Saved data entries:
--*--

use std::fmt::Write;

use crate::state::{ClientGameState, GamePhase};

pub fn status_line(state: &ClientGameState) -> String {
    match &state.phase {
        GamePhase::NotStarted => "Select the hand you like to play".to_owned(),
        GamePhase::WaitingForOpponent {
            code,
            stalled: false,
        } => format!("Waiting for opponent to play {}", code),
        GamePhase::WaitingForOpponent {
            code,
            stalled: true,
        } => format!("Waiting for opponent to play {} (no longer checking)", code),
        GamePhase::OpponentPlayed { result, .. } => format!(
            "You played {}, opponent played {}: {}",
            result.player, result.opponent, result.outcome
        ),
    }
}

/// Text rendering of the whole state for the terminal.
pub fn render(state: &ClientGameState) -> String {
    let mut out = String::new();
    let _ = writeln!(out, "Rock Paper Scissors");
    let _ = writeln!(out, "{}", status_line(state));
    if let Some(message) = &state.message {
        let _ = writeln!(out, "{}", message);
    }

    let _ = writeln!(out, "\nActive Games");
    for (index, game) in state.active_games.iter().enumerate() {
        let _ = writeln!(out, "{:>3}  {}", index + 1, game.code);
    }

    let _ = writeln!(out, "\nClosed Games");
    for (index, game) in state.closed_games.iter().enumerate() {
        let _ = writeln!(
            out,
            "{:>3}  {}  {} vs {}  {}",
            index + 1,
            game.code,
            game.player1,
            game.player2,
            game.outcome
        );
    }
    out
}
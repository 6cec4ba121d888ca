use std::{fmt, str::FromStr};

use serde::{Deserialize, Serialize};

#[derive(Serialize, Deserialize, Debug, Clone, Copy, PartialEq, Eq, Hash)]
#[serde(rename_all = "SCREAMING_SNAKE_CASE")]
pub enum Hand {
    Rock,
    Paper,
    Scissors,
}

impl Hand {
    pub const ALL: [Hand; 3] = [Hand::Rock, Hand::Paper, Hand::Scissors];

    pub fn beats(&self, other: &Hand) -> Option<bool> {
        if self == other {
            None
        } else {
            Some(matches!(
                (self, other),
                (Hand::Rock, Hand::Scissors)
                    | (Hand::Scissors, Hand::Paper)
                    | (Hand::Paper, Hand::Rock)
            ))
        }
    }

    pub fn as_str(&self) -> &'static str {
        match self {
            Hand::Rock => "ROCK",
            Hand::Paper => "PAPER",
            Hand::Scissors => "SCISSORS",
        }
    }
}

impl fmt::Display for Hand {
    fn fmt(&self, f: &mut fmt::Formatter<'_>) -> fmt::Result {
        f.write_str(self.as_str())
    }
}

#[derive(Debug, Clone, PartialEq, Eq)]
pub struct UnknownHand(pub String);

impl fmt::Display for UnknownHand {
    fn fmt(&self, f: &mut fmt::Formatter<'_>) -> fmt::Result {
        write!(f, "unknown hand {:?}, expected ROCK, PAPER or SCISSORS", self.0)
    }
}

impl std::error::Error for UnknownHand {}

impl FromStr for Hand {
    type Err = UnknownHand;

    fn from_str(s: &str) -> Result<Self, Self::Err> {
        Hand::ALL
            .into_iter()
            .find(|hand| hand.as_str().eq_ignore_ascii_case(s.trim()))
            .ok_or_else(|| UnknownHand(s.to_owned()))
    }
}

/// Server-assigned identifier of a player-vs-player game.
#[derive(Serialize, Deserialize, Debug, Clone, PartialEq, Eq, Hash)]
#[serde(transparent)]
pub struct GameCode(pub String);

impl GameCode {
    pub fn as_str(&self) -> &str {
        &self.0
    }
}

impl fmt::Display for GameCode {
    fn fmt(&self, f: &mut fmt::Formatter<'_>) -> fmt::Result {
        f.write_str(&self.0)
    }
}

impl From<&str> for GameCode {
    fn from(code: &str) -> Self {
        GameCode(code.to_owned())
    }
}

impl From<String> for GameCode {
    fn from(code: String) -> Self {
        GameCode(code)
    }
}

/// Outcome as reported by the server. The client only displays it.
#[derive(Serialize, Deserialize, Debug, Clone, PartialEq, Eq)]
#[serde(transparent)]
pub struct Outcome(pub String);

impl fmt::Display for Outcome {
    fn fmt(&self, f: &mut fmt::Formatter<'_>) -> fmt::Result {
        f.write_str(&self.0)
    }
}

impl From<&str> for Outcome {
    fn from(outcome: &str) -> Self {
        Outcome(outcome.to_owned())
    }
}

// Anything other than ACTIVE means the game is over
#[derive(Serialize, Deserialize, Debug, Clone, PartialEq, Eq)]
#[serde(from = "String", into = "String")]
pub enum GameStatus {
    Active,
    Resolved(String),
}

impl GameStatus {
    pub const ACTIVE: &'static str = "ACTIVE";

    pub fn is_active(&self) -> bool {
        matches!(self, GameStatus::Active)
    }
}

impl From<String> for GameStatus {
    fn from(value: String) -> Self {
        if value == Self::ACTIVE {
            GameStatus::Active
        } else {
            GameStatus::Resolved(value)
        }
    }
}

impl From<GameStatus> for String {
    fn from(status: GameStatus) -> Self {
        match status {
            GameStatus::Active => GameStatus::ACTIVE.to_owned(),
            GameStatus::Resolved(value) => value,
        }
    }
}
pub mod model;
pub mod utility;
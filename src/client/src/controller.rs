use std::sync::{Arc, Mutex, MutexGuard};

use common::model::game::{GameCode, Hand};
use tokio::sync::watch;
use tracing::{debug, error, info};

use crate::{
    api::{GameApi, HttpGameApi},
    config::ClientConfig,
    error::{ClientError, Result},
    poll::PollHandle,
    state::{ClientGameState, Event, GamePhase, GameStore, OpponentType},
};

/// Turns player actions into calls against the game service and folds the
/// answers into a `ClientGameState`.
pub struct GameController<A: GameApi = HttpGameApi> {
    api: Arc<A>,
    store: Arc<GameStore>,
    config: ClientConfig,
    poll: Mutex<Option<PollHandle>>,
    // Serializes game starts, so only one can pass the in-progress check
    starting: tokio::sync::Mutex<()>,
}

impl GameController<HttpGameApi> {
    pub fn connect(config: ClientConfig) -> Result<Self> {
        let api = HttpGameApi::new(&config)?;
        Ok(Self::new(api, config))
    }
}

impl<A: GameApi> GameController<A> {
    pub fn new(api: A, config: ClientConfig) -> Self {
        GameController {
            api: Arc::new(api),
            store: Arc::new(GameStore::default()),
            config,
            poll: Mutex::new(None),
            starting: tokio::sync::Mutex::new(()),
        }
    }

    pub fn state(&self) -> ClientGameState {
        self.store.snapshot()
    }

    pub fn subscribe(&self) -> watch::Receiver<ClientGameState> {
        self.store.subscribe()
    }

    fn poll_slot(&self) -> MutexGuard<'_, Option<PollHandle>> {
        // The slot only holds a handle, a poisoned lock leaves nothing half-written
        self.poll.lock().unwrap_or_else(|poisoned| poisoned.into_inner())
    }

    fn take_poll(&self) -> Option<PollHandle> {
        self.poll_slot().take()
    }

    // Logs a failed one-shot action and records it for the user
    fn report<T>(&self, action: &str, result: Result<T>) -> Result<T> {
        if let Err(e) = &result {
            error!("Failed to {}: {}", action, e);
            self.store.dispatch(Event::RequestFailed(format!("Failed to {}", action)));
        }
        result
    }

    /// Load both game lists.
    pub async fn mount(&self) -> Result<()> {
        self.refresh_all_games().await
    }

    pub fn select_opponent(&self, opponent_type: OpponentType) {
        self.store.dispatch(Event::OpponentSelected(opponent_type));
    }

    /// Play `hand` against the selected opponent type. Only one player game
    /// can be awaited at a time.
    pub async fn start_game(&self, hand: Hand) -> Result<()> {
        let _starting = self.starting.lock().await;
        let state = self.ensure_idle()?;
        match state.opponent_type {
            OpponentType::Computer => self.play_against_computer(hand).await,
            OpponentType::Player => self.open_game(hand).await,
        }
    }

    /// Open a game for another player and poll it until they play.
    pub async fn create_game(&self, hand: Hand) -> Result<()> {
        let _starting = self.starting.lock().await;
        self.ensure_idle()?;
        self.open_game(hand).await
    }

    fn ensure_idle(&self) -> Result<ClientGameState> {
        let state = self.state();
        match state.awaited_code() {
            Some(code) => Err(ClientError::GameInProgress(code.clone())),
            None => Ok(state),
        }
    }

    async fn open_game(&self, hand: Hand) -> Result<()> {
        let code = self.report("create game", self.api.create_game(hand).await)?;
        info!("Created game {} playing {}", code, hand);
        self.store.dispatch(Event::GameCreated { code: code.clone() });
        self.start_polling(code);

        let _ = self.refresh_active_games().await;
        Ok(())
    }

    fn start_polling(&self, code: GameCode) {
        let handle = PollHandle::spawn(
            self.api.clone(),
            self.store.clone(),
            code,
            self.config.poll_interval,
            self.config.retry,
        );
        // Replacing the previous handle drops it, which stops its loop
        if let Some(previous) = self.poll_slot().replace(handle) {
            debug!("Replaced poll loop for game {}", previous.code);
        }
    }

    /// Restart polling for a game whose loop gave up. Returns whether a loop
    /// was started.
    pub fn resume_polling(&self) -> bool {
        let state = self.state();
        let GamePhase::WaitingForOpponent { code, stalled: true } = state.phase else {
            return false;
        };
        info!("Resuming polling for game {}", code);
        self.store.dispatch(Event::PollingResumed { code: code.clone() });
        self.start_polling(code);
        true
    }

    pub fn is_polling(&self) -> bool {
        self.poll_slot()
            .as_ref()
            .is_some_and(|handle| !handle.is_finished())
    }

    /// Stop waiting for the current player game.
    pub async fn abandon_game(&self) {
        if let Some(handle) = self.take_poll() {
            handle.cancel().await;
        }
        if let Some(code) = self.state().code().cloned() {
            self.store.dispatch(Event::GameAbandoned { code });
        }
    }

    pub async fn play_against_computer(&self, hand: Hand) -> Result<()> {
        let result = self.report("play computer", self.api.play_computer(hand).await)?;
        info!(
            "Played {} against computer {}: {}",
            result.player, result.computer, result.outcome
        );
        self.store.dispatch(Event::ComputerPlayed(result.into()));
        Ok(())
    }

    /// Answer an open game, then reload both lists to pick up its result.
    pub async fn play_opponent(&self, code: &GameCode, hand: Hand) -> Result<()> {
        let body = self.report("play game", self.api.play_game(code, hand).await)?;
        debug!("Played {} in game {}: {}", hand, code, body);
        self.refresh_all_games().await
    }

    pub async fn refresh_active_games(&self) -> Result<()> {
        let games = self.report("load open games", self.api.open_games().await)?;
        self.store.dispatch(Event::OpenGamesLoaded(games));
        Ok(())
    }

    pub async fn refresh_all_games(&self) -> Result<()> {
        let all = self.report("load games", self.api.all_games().await)?;
        self.store.dispatch(Event::AllGamesLoaded(all));
        Ok(())
    }

    /// Stop background work. The state stays readable, a game that was still
    /// being polled is left stalled.
    pub async fn shutdown(&self) {
        let Some(handle) = self.take_poll() else {
            return;
        };
        let code = handle.code.clone();
        handle.cancel().await;
        self.store.dispatch(Event::PollingStopped {
            code,
            reason: "client shut down".to_owned(),
        });
    }
}
pub mod game;
pub mod messages;
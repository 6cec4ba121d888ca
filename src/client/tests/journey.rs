use std::time::Duration;

use client::{
    api::{GameApi, HttpGameApi},
    config::ClientConfig,
    error::ClientError,
    retry::RetryPolicy,
    state::{GamePhase, GameResult, OpponentType},
    view, GameController,
};
use common::{
    model::game::{GameCode, Hand, Outcome},
    test::FakeGameService,
};
use tokio::{net::TcpListener, time::timeout};

fn config(service: &FakeGameService) -> ClientConfig {
    ClientConfig {
        server_url: service.url(),
        poll_interval: Duration::from_millis(20),
        retry: RetryPolicy {
            max_retries: 1,
            initial_backoff: Duration::from_millis(20),
            max_backoff: Duration::from_millis(40),
            multiplier: 2,
        },
        ..ClientConfig::default()
    }
}

async fn settle(controller: &GameController, done: impl Fn(&GamePhase) -> bool) {
    let mut updates = controller.subscribe();
    timeout(
        Duration::from_secs(5),
        updates.wait_for(|state| done(&state.phase)),
    )
    .await
    .expect("Timed out waiting for game state")
    .expect("State store closed");
}

#[tokio::test]
async fn play_rock_against_computer() {
    let service = FakeGameService::start().await;
    service.set_computer_hand(Hand::Scissors).await;
    let controller = GameController::connect(config(&service)).unwrap();

    controller.select_opponent(OpponentType::Computer);
    controller.start_game(Hand::Rock).await.unwrap();

    let state = controller.state();
    assert_eq!(
        state.result(),
        Some(&GameResult {
            player: Hand::Rock,
            opponent: Hand::Scissors,
            outcome: Outcome::from("PLAYER_WIN"),
        })
    );
    assert!(view::render(&state).contains("PLAYER_WIN"));
    assert_eq!(service.requests().await, vec!["GET /play/ROCK"]);
    service.shutdown().await;
}

#[tokio::test]
async fn play_against_another_player() {
    let service = FakeGameService::start().await;
    let first = GameController::connect(config(&service)).unwrap();
    let second = GameController::connect(config(&service)).unwrap();

    first.select_opponent(OpponentType::Player);
    first.start_game(Hand::Rock).await.unwrap();
    let code = first.state().code().cloned().expect("Game code");
    assert_eq!(code.as_str().len(), 8);
    assert!(view::status_line(&first.state()).starts_with("Waiting for opponent to play "));
    assert_eq!(first.state().active_games[0].code, code);

    second.mount().await.unwrap();
    assert!(second.state().active_games.iter().any(|game| game.code == code));
    second.play_opponent(&code, Hand::Paper).await.unwrap();

    let state = second.state();
    assert!(state.active_games.iter().all(|game| game.code != code));
    assert!(state.closed_games.iter().any(|game| game.code == code));

    settle(&first, |phase| matches!(phase, GamePhase::OpponentPlayed { .. })).await;
    assert_eq!(
        first.state().result(),
        Some(&GameResult {
            player: Hand::Rock,
            opponent: Hand::Paper,
            outcome: Outcome::from("PLAYER_2_WIN"),
        })
    );

    let polls = service.count(&format!("GET /game/{}", code)).await;
    assert!(polls >= 1);
    tokio::time::sleep(Duration::from_millis(100)).await;
    assert_eq!(service.count(&format!("GET /game/{}", code)).await, polls);
    service.shutdown().await;
}

#[tokio::test]
async fn code_is_read_from_location_header() {
    let service = FakeGameService::start().await;
    service.set_location_only(true).await;
    let api = HttpGameApi::new(&config(&service)).unwrap();

    let code = api.create_game(Hand::Paper).await.unwrap();
    let open = api.open_games().await.unwrap();
    assert_eq!(open[0].code, code);
    service.shutdown().await;
}

#[tokio::test]
async fn challenging_a_missing_game_fails() {
    let service = FakeGameService::start().await;
    let controller = GameController::connect(config(&service)).unwrap();

    let result = controller
        .play_opponent(&GameCode::from("NOPE1234"), Hand::Rock)
        .await;
    assert!(matches!(result, Err(ClientError::Status { .. })));
    assert_eq!(controller.state().message.as_deref(), Some("Failed to play game"));
    assert_eq!(service.count("GET /game/list/all").await, 0);
    service.shutdown().await;
}

#[tokio::test]
async fn outage_stalls_polling_until_resumed() {
    let service = FakeGameService::start().await;
    let first = GameController::connect(config(&service)).unwrap();
    let second = GameController::connect(config(&service)).unwrap();
    first.select_opponent(OpponentType::Player);
    first.start_game(Hand::Scissors).await.unwrap();
    let code = first.state().code().cloned().expect("Game code");

    service.set_unavailable(true).await;
    settle(&first, |phase| {
        matches!(phase, GamePhase::WaitingForOpponent { stalled: true, .. })
    })
    .await;
    assert!(!first.is_polling());
    assert!(first
        .state()
        .message
        .is_some_and(|message| message.contains(code.as_str())));

    service.set_unavailable(false).await;
    assert!(first.resume_polling());
    second.play_opponent(&code, Hand::Scissors).await.unwrap();

    settle(&first, |phase| matches!(phase, GamePhase::OpponentPlayed { .. })).await;
    assert_eq!(
        first.state().result().map(|result| result.outcome.clone()),
        Some(Outcome::from("DRAW"))
    );
    service.shutdown().await;
}

#[tokio::test]
async fn concurrent_starts_open_a_single_game() {
    let service = FakeGameService::start().await;
    let controller = GameController::connect(config(&service)).unwrap();
    controller.select_opponent(OpponentType::Player);

    let (rock, paper) = tokio::join!(
        controller.start_game(Hand::Rock),
        controller.start_game(Hand::Paper),
    );
    let code = controller.state().code().cloned().expect("Game code");
    let refused = match (rock, paper) {
        (Ok(()), Err(e)) | (Err(e), Ok(())) => e,
        other => panic!("Expected exactly one start to succeed, got {:?}", other),
    };
    assert!(matches!(&refused, ClientError::GameInProgress(busy) if *busy == code));
    assert_eq!(service.count("POST /game").await, 1);
    assert_eq!(controller.state().awaited_code(), Some(&code));
    assert!(controller.is_polling());

    let second = GameController::connect(config(&service)).unwrap();
    second.play_opponent(&code, Hand::Rock).await.unwrap();
    settle(&controller, |phase| matches!(phase, GamePhase::OpponentPlayed { .. })).await;
    assert!(controller.state().result().is_some());
    service.shutdown().await;
}

#[tokio::test]
async fn body_that_is_not_json_fails_to_decode() {
    let service = FakeGameService::start().await;
    let controller = GameController::connect(config(&service)).unwrap();
    controller.select_opponent(OpponentType::Player);
    controller.start_game(Hand::Paper).await.unwrap();
    let code = controller.state().code().cloned().expect("Game code");

    service.set_garbled(true).await;
    settle(&controller, |phase| {
        matches!(phase, GamePhase::WaitingForOpponent { stalled: true, .. })
    })
    .await;
    assert!(!controller.is_polling());
    assert!(controller
        .state()
        .message
        .is_some_and(|message| message.contains(code.as_str())));

    let result = controller.refresh_all_games().await;
    assert!(matches!(result, Err(ClientError::Decode(_))));
    assert_eq!(controller.state().message.as_deref(), Some("Failed to load games"));
    service.shutdown().await;
}

#[tokio::test]
async fn unreachable_service_is_a_transport_error() {
    let listener = TcpListener::bind("127.0.0.1:0").await.unwrap();
    let address = listener.local_addr().unwrap();
    drop(listener);
    let controller = GameController::connect(ClientConfig {
        server_url: format!("http://{}/", address),
        request_timeout: Duration::from_secs(2),
        ..ClientConfig::default()
    })
    .unwrap();

    let result = controller.refresh_all_games().await;
    assert!(matches!(result, Err(ClientError::Http(_))));
    assert_eq!(controller.state().message.as_deref(), Some("Failed to load games"));

    let result = controller.start_game(Hand::Rock).await;
    assert!(matches!(result, Err(ClientError::Http(_))));
    assert_eq!(controller.state().message.as_deref(), Some("Failed to play computer"));
    assert_eq!(controller.state().phase, GamePhase::NotStarted);
}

--*--

--- What the task asks ---
In the entries above, tally the lines that hold the string "None" and give only the count.

--- Response below ---
3